* **TASK PROMPT**
Only lines holding the word "Returns" are needed; copy each of them from the material.

__________

//! BitStream segment codec: the raw payload region referenced by entry
//! Items, plus the ECS (Encoding/Compression Sequence) interpreter.
//!
//! Each fragment is `checksum(1B XOR) · length(width) · ECS chain
//! (0xff-terminated) · payload(length bytes)`. `length` and the XOR
//! cover the stored payload bytes, after any ECS compression.

use crate::error::{Result, XdaError};
use crate::format::codec::{self, BitsParam, XorWriter};
use bzip2::read::{BzDecoder, BzEncoder};
use flate2::read::{DeflateDecoder, DeflateEncoder};
use std::io::{Read, Seek, SeekFrom, Write};

/// Class marker opening each BitStream segment
pub const BS_CLASS_TYPE: [u8; 4] = *b"C.BS";

/// ECS chain terminator
pub const ECS_TERMINATOR: u8 = 0xff;

/// Longest encoded ECS chain, terminator included
pub const ECS_MAX_LENGTH: usize = 16;

const FRAGMENT_CHECKSUM_LENGTH: u64 = 1;

/// One codec in an ECS chain
#[derive(Debug, Clone, Copy, PartialEq, Eq)]
#[repr(u8)]
pub enum EcsTag {
    Deflate = 0x02,
    Bzip2 = 0x10,
}

impl EcsTag {
    pub fn from_raw(value: u8) -> Result<Self> {
        match value {
            0x02 => Ok(Self::Deflate),
            0x10 => Ok(Self::Bzip2),
            other => Err(XdaError::UnknownEcsTag(other)),
        }
    }
}

/// An ordered Encoding/Compression Sequence.
///
/// The stored payload equals `tag[0](tag[1](…tag[n](plain)))`: encoding
/// applies tags last-to-first, decoding applies them first-to-last.
#[derive(Debug, Clone, Default, PartialEq, Eq)]
pub struct Ecs {
    tags: Vec<EcsTag>,
}

impl Ecs {
    pub fn new(tags: Vec<EcsTag>) -> Self {
        Self { tags }
    }

    pub fn none() -> Self {
        Self { tags: Vec::new() }
    }

    pub fn tags(&self) -> &[EcsTag] {
        &self.tags
    }

    pub fn is_identity(&self) -> bool {
        self.tags.is_empty()
    }

    /// Encoded length on disk, terminator included
    pub fn encoded_len(&self) -> u64 {
        self.tags.len() as u64 + 1
    }

    /// Decode a raw chain as read from disk (terminator included)
    pub fn parse(bytes: &[u8]) -> Result<Self> {
        match bytes.split_last() {
            Some((&ECS_TERMINATOR, tags)) => Ok(Self {
                tags: tags
                    .iter()
                    .map(|&b| EcsTag::from_raw(b))
                    .collect::<Result<_>>()?,
            }),
            _ => Err(XdaError::UnterminatedEcs),
        }
    }

    /// Encode the chain for disk, terminator included
    pub fn to_bytes(&self) -> Vec<u8> {
        let mut bytes: Vec<u8> = self.tags.iter().map(|&t| t as u8).collect();
        bytes.push(ECS_TERMINATOR);
        bytes
    }

    /// Wrap a plain-byte source in the compressor stack
    pub fn wrap_encoder<'a>(&self, source: Box<dyn Read + 'a>) -> Box<dyn Read + 'a> {
        let mut reader = source;
        for tag in self.tags.iter().rev() {
            reader = match tag {
                EcsTag::Deflate => Box::new(DeflateEncoder::new(reader, flate2::Compression::default())),
                EcsTag::Bzip2 => Box::new(BzEncoder::new(reader, bzip2::Compression::default())),
            };
        }
        reader
    }

    /// Wrap a stored-byte source in the decompressor stack
    pub fn wrap_decoder<'a>(&self, source: Box<dyn Read + 'a>) -> Box<dyn Read + 'a> {
        let mut reader = source;
        for tag in self.tags.iter() {
            reader = match tag {
                EcsTag::Deflate => Box::new(DeflateDecoder::new(reader)),
                EcsTag::Bzip2 => Box::new(BzDecoder::new(reader)),
            };
        }
        reader
    }
}

/// Fixed fields of one fragment, as read back from disk
#[derive(Debug, Clone)]
pub struct FragmentMeta {
    pub length: u64,
    pub ecs: Ecs,
    ecs_encoded_len: u64,
}

impl FragmentMeta {
    /// Read checksum/length/ECS at `position`, leaving the payload alone
    pub fn read<F: Read + Seek>(file: &mut F, position: u64, bits: BitsParam) -> Result<Self> {
        file.seek(SeekFrom::Start(position + FRAGMENT_CHECKSUM_LENGTH))?;
        let length = bits.read_from(&mut *file)?;
        let raw_ecs = codec::read_until_flag(&mut *file, ECS_MAX_LENGTH, ECS_TERMINATOR)?;
        let ecs_encoded_len = raw_ecs.len() as u64;
        Ok(Self {
            length,
            ecs: Ecs::parse(&raw_ecs)?,
            ecs_encoded_len,
        })
    }

    /// Absolute offset of the stored payload
    pub fn payload_offset(&self, position: u64, bits: BitsParam) -> u64 {
        position + FRAGMENT_CHECKSUM_LENGTH + bits.width() as u64 + self.ecs_encoded_len
    }
}

/// Write the segment class marker at the end of the file, returning the
/// segment's start offset.
pub fn write_segment_marker<F: Write + Seek>(file: &mut F) -> Result<u64> {
    let position = file.seek(SeekFrom::End(0))?;
    file.write_all(&BS_CLASS_TYPE)?;
    Ok(position)
}

/// Append one fragment, compressing `source` per `ecs` while folding
/// the XOR checksum, then backfill checksum and length.
///
/// Returns `(fragment_position, stored_length)`.
pub fn write_fragment<F: Read + Write + Seek>(
    file: &mut F,
    bits: BitsParam,
    ecs: &Ecs,
    source: &mut dyn Read,
) -> Result<(u64, u64)> {
    let position = file.seek(SeekFrom::End(0))?;

    // Placeholders for checksum and length
    file.write_all(&[0u8])?;
    bits.write_to(&mut *file, 0)?;
    file.write_all(&ecs.to_bytes())?;

    let mut encoded = ecs.wrap_encoder(Box::new(&mut *source));
    let mut sink = XorWriter::new(&mut *file);
    codec::copy_all(&mut encoded, &mut sink)?;
    let checksum = sink.checksum;
    let length = sink.written;
    drop(encoded);

    file.seek(SeekFrom::Start(position))?;
    file.write_all(&[checksum])?;
    bits.write_to(&mut *file, length)?;
    file.seek(SeekFrom::End(0))?;

    Ok((position, length))
}

/// Stream one fragment's logical content into `dst`, undoing its ECS
/// chain.
pub fn extract_fragment<F: Read + Seek, W: Write>(
    file: &mut F,
    position: u64,
    bits: BitsParam,
    dst: &mut W,
) -> Result<u64> {
    let meta = FragmentMeta::read(file, position, bits)?;
    file.seek(SeekFrom::Start(meta.payload_offset(position, bits)))?;
    let stored = (&mut *file).take(meta.length);
    let mut decoded = meta.ecs.wrap_decoder(Box::new(stored));
    codec::copy_all(&mut decoded, dst)
}

/// Copy a committed fragment into another file without recoding it:
/// the stored payload and ECS chain move verbatim, only the header is
/// re-emitted at the destination's pointer width. Used by snapshotting.
///
/// Returns `(fragment_position, stored_length)` in the destination.
pub fn clone_fragment<S, D>(
    src: &mut S,
    position: u64,
    src_bits: BitsParam,
    dst: &mut D,
    dst_bits: BitsParam,
) -> Result<(u64, u64)>
where
    S: Read + Seek,
    D: Write + Seek,
{
    let meta = FragmentMeta::read(src, position, src_bits)?;
    src.seek(SeekFrom::Start(meta.payload_offset(position, src_bits)))?;

    let out_position = dst.seek(SeekFrom::End(0))?;
    dst.write_all(&[0u8])?;
    dst_bits.write_to(&mut *dst, 0)?;
    dst.write_all(&meta.ecs.to_bytes())?;

    let mut stored = (&mut *src).take(meta.length);
    let mut sink = XorWriter::new(&mut *dst);
    codec::copy_exact(&mut stored, &mut sink, meta.length)?;
    let checksum = sink.checksum;

    dst.seek(SeekFrom::Start(out_position))?;
    dst.write_all(&[checksum])?;
    dst_bits.write_to(&mut *dst, meta.length)?;
    dst.seek(SeekFrom::End(0))?;

    Ok((out_position, meta.length))
}

#[cfg(test)]
mod tests {
    use super::*;
    use std::io::Cursor;

    #[test]
    fn test_ecs_roundtrip() {
        let ecs = Ecs::new(vec![EcsTag::Deflate, EcsTag::Bzip2]);
        let bytes = ecs.to_bytes();
        assert_eq!(bytes, vec![0x02, 0x10, 0xff]);
        assert_eq!(Ecs::parse(&bytes).unwrap(), ecs);

        assert_eq!(Ecs::none().to_bytes(), vec![0xff]);
        assert!(Ecs::parse(&[0x02]).is_err());
        assert!(matches!(
            Ecs::parse(&[0x03, 0xff]),
            Err(XdaError::UnknownEcsTag(0x03))
        ));
    }

    #[test]
    fn test_ecs_encode_decode_symmetry() {
        let plain = b"the same byte run repeated repeated repeated repeated".repeat(20);
        for ecs in [
            Ecs::none(),
            Ecs::new(vec![EcsTag::Deflate]),
            Ecs::new(vec![EcsTag::Bzip2]),
            Ecs::new(vec![EcsTag::Deflate, EcsTag::Bzip2]),
        ] {
            let mut stored = Vec::new();
            let mut enc = ecs.wrap_encoder(Box::new(Cursor::new(&plain)));
            codec::copy_all(&mut enc, &mut stored).unwrap();

            let mut back = Vec::new();
            let mut dec = ecs.wrap_decoder(Box::new(Cursor::new(&stored)));
            codec::copy_all(&mut dec, &mut back).unwrap();
            assert_eq!(back, plain);
        }
    }

    #[test]
    fn test_fragment_roundtrip() {
        let mut file = Cursor::new(Vec::new());
        write_segment_marker(&mut file).unwrap();

        let payload = b"fragment payload bytes".to_vec();
        let ecs = Ecs::new(vec![EcsTag::Deflate]);
        let (position, stored_len) =
            write_fragment(&mut file, BitsParam::Four, &ecs, &mut Cursor::new(&payload)).unwrap();
        assert_eq!(position, 4);
        assert!(stored_len > 0);

        let meta = FragmentMeta::read(&mut file, position, BitsParam::Four).unwrap();
        assert_eq!(meta.length, stored_len);
        assert_eq!(meta.ecs, ecs);

        let mut out = Vec::new();
        extract_fragment(&mut file, position, BitsParam::Four, &mut out).unwrap();
        assert_eq!(out, payload);
    }

    #[test]
    fn test_clone_fragment_moves_stored_bytes() {
        let mut src = Cursor::new(Vec::new());
        let payload = b"clone me ".repeat(10);
        let ecs = Ecs::new(vec![EcsTag::Deflate]);
        let (position, length) =
            write_fragment(&mut src, BitsParam::Four, &ecs, &mut Cursor::new(&payload)).unwrap();

        let mut dst = Cursor::new(Vec::new());
        let (out_position, out_length) =
            clone_fragment(&mut src, position, BitsParam::Four, &mut dst, BitsParam::Four).unwrap();
        assert_eq!(out_length, length);

        let mut out = Vec::new();
        extract_fragment(&mut dst, out_position, BitsParam::Four, &mut out).unwrap();
        assert_eq!(out, payload);
    }

    #[test]
    fn test_clone_fragment_across_widths() {
        let mut src = Cursor::new(Vec::new());
        let payload = b"width conversion payload".to_vec();
        let (position, length) =
            write_fragment(&mut src, BitsParam::Two, &Ecs::none(), &mut Cursor::new(&payload))
                .unwrap();

        let mut dst = Cursor::new(Vec::new());
        let (out_position, out_length) =
            clone_fragment(&mut src, position, BitsParam::Two, &mut dst, BitsParam::Eight)
                .unwrap();
        assert_eq!(out_length, length);

        let mut out = Vec::new();
        extract_fragment(&mut dst, out_position, BitsParam::Eight, &mut out).unwrap();
        assert_eq!(out, payload);
    }

    #[test]
    fn test_fragment_checksum_covers_stored_bytes() {
        let mut file = Cursor::new(Vec::new());
        let payload = vec![0x01u8, 0x02, 0x04, 0x08];
        let (position, stored_len) = write_fragment(
            &mut file,
            BitsParam::Two,
            &Ecs::none(),
            &mut Cursor::new(&payload),
        )
        .unwrap();
        assert_eq!(stored_len, 4);

        let bytes = file.into_inner();
        assert_eq!(bytes[position as usize], 0x0f);
    }
}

__________

* **EXERCISE ANSWER**
/// Returns `(fragment_position, stored_length)`.
/// Returns `(fragment_position, stored_length)` in the destination.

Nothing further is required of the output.